(Saved data entries)
--- START ---

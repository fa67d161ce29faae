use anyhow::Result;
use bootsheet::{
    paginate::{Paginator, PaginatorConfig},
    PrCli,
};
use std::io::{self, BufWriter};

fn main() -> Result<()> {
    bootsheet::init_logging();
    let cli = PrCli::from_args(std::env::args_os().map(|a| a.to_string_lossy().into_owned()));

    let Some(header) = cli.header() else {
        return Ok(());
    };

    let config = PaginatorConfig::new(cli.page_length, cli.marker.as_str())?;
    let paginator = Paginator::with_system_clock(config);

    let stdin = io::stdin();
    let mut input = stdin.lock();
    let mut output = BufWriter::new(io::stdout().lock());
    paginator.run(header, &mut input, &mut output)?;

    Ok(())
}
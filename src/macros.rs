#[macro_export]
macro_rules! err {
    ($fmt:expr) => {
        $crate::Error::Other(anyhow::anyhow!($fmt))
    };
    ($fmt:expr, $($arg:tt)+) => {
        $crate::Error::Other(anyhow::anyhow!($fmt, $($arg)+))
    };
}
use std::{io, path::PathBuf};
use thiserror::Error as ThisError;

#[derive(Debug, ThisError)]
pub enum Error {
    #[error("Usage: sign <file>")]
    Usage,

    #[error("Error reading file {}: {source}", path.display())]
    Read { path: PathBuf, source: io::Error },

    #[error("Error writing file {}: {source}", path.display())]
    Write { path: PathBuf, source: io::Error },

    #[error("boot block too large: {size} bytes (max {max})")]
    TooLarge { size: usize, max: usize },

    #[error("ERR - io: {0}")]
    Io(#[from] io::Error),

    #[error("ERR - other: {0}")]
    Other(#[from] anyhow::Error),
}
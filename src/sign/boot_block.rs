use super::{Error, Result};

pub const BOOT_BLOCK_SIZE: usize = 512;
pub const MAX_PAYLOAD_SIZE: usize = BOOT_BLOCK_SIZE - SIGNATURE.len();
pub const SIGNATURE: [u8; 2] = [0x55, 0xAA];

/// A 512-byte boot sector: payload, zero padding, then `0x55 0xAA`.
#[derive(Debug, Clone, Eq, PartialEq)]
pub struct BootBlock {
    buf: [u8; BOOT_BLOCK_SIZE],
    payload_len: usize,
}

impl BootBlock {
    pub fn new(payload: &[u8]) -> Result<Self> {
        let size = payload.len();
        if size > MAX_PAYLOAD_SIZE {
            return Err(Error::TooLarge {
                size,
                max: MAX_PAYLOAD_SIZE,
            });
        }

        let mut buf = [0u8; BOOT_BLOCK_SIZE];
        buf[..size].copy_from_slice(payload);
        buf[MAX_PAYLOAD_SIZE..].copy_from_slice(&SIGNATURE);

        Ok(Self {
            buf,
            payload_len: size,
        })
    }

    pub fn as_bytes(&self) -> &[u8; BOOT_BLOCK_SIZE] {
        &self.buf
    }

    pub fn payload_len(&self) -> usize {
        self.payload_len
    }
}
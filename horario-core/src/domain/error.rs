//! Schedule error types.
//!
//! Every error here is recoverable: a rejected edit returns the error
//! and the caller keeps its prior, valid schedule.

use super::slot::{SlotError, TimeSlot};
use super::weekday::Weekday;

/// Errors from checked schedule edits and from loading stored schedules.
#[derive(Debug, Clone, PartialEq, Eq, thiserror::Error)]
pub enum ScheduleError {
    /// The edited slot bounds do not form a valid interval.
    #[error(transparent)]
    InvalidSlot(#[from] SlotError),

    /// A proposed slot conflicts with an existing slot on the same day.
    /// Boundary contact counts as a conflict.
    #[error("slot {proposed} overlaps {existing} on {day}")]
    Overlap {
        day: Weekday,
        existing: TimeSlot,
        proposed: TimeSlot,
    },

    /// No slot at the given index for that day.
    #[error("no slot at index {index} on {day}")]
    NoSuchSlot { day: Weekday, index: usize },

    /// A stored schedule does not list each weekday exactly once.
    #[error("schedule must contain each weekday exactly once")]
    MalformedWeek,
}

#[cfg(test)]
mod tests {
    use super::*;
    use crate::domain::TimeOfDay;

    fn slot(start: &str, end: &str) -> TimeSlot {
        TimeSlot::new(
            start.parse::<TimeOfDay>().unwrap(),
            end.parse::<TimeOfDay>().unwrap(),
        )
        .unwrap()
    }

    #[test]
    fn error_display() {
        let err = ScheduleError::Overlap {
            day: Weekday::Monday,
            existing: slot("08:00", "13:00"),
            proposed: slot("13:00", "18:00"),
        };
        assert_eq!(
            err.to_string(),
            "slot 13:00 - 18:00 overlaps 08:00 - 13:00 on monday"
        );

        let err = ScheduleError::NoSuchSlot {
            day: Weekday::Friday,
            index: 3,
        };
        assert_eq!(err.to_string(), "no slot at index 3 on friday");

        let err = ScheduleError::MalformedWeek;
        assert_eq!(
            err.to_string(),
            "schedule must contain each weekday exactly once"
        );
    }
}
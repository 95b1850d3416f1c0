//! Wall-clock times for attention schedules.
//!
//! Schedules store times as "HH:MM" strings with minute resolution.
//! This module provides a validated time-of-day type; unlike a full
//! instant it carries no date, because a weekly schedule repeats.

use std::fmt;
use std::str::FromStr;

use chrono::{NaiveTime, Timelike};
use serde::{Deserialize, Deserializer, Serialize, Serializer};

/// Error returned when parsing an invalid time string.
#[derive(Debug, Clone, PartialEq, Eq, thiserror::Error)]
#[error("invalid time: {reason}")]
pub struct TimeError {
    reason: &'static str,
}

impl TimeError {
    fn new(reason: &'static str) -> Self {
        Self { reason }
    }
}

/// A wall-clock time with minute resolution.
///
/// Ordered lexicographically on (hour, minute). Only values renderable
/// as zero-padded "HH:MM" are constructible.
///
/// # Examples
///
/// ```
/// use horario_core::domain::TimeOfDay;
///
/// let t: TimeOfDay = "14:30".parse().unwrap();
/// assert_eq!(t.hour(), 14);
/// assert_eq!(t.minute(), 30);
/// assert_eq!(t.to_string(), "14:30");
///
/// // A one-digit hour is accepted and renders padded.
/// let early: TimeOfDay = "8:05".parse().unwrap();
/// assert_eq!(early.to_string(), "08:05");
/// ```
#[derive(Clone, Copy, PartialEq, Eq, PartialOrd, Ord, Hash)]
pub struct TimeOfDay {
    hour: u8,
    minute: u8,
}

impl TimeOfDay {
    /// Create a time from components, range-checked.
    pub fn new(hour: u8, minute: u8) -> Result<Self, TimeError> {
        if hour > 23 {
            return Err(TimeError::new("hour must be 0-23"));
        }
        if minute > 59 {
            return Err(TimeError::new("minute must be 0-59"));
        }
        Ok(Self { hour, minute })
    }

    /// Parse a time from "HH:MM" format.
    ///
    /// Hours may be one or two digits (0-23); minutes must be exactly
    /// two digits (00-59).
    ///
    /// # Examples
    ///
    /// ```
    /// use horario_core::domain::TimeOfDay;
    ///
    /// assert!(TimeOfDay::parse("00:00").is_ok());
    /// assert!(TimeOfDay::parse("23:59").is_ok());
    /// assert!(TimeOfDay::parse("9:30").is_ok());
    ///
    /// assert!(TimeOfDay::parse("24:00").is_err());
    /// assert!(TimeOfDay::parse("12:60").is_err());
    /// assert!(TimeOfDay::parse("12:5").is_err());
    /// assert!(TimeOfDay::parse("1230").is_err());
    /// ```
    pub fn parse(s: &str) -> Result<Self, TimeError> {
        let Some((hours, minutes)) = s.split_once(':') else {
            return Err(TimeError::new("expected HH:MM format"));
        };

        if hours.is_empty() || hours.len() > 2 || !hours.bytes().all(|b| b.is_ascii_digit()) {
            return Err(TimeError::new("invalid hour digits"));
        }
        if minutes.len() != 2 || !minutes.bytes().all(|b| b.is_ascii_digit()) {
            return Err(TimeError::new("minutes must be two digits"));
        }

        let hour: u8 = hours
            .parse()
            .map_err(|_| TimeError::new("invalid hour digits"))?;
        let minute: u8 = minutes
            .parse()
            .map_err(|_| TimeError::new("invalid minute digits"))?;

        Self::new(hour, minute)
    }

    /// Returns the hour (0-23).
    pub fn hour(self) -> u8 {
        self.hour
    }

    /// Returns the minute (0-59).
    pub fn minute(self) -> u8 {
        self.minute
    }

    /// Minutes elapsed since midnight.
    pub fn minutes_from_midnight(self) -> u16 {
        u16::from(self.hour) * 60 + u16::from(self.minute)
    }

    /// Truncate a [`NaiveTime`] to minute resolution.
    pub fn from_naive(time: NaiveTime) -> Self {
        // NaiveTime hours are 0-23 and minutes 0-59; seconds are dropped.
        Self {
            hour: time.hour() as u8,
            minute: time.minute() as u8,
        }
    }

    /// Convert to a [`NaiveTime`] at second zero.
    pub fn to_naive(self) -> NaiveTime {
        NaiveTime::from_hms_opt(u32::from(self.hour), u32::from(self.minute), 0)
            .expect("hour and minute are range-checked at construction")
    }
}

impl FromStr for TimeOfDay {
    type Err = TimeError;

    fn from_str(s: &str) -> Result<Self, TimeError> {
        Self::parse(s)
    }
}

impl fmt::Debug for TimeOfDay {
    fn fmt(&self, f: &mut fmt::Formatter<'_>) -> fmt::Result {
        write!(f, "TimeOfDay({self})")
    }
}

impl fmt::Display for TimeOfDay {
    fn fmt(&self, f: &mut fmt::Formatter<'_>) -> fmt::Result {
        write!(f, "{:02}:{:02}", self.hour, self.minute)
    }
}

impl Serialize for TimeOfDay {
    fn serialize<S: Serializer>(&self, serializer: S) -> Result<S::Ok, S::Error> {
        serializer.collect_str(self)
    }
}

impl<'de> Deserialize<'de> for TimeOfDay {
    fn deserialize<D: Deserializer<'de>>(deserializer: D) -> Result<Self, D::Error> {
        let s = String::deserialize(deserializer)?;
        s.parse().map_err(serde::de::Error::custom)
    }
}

--- END ---

> ACTIVITY:
Report how many lines in the data contain the word "TimeSlot", with no words besides the number.

> THE ANSWER:
5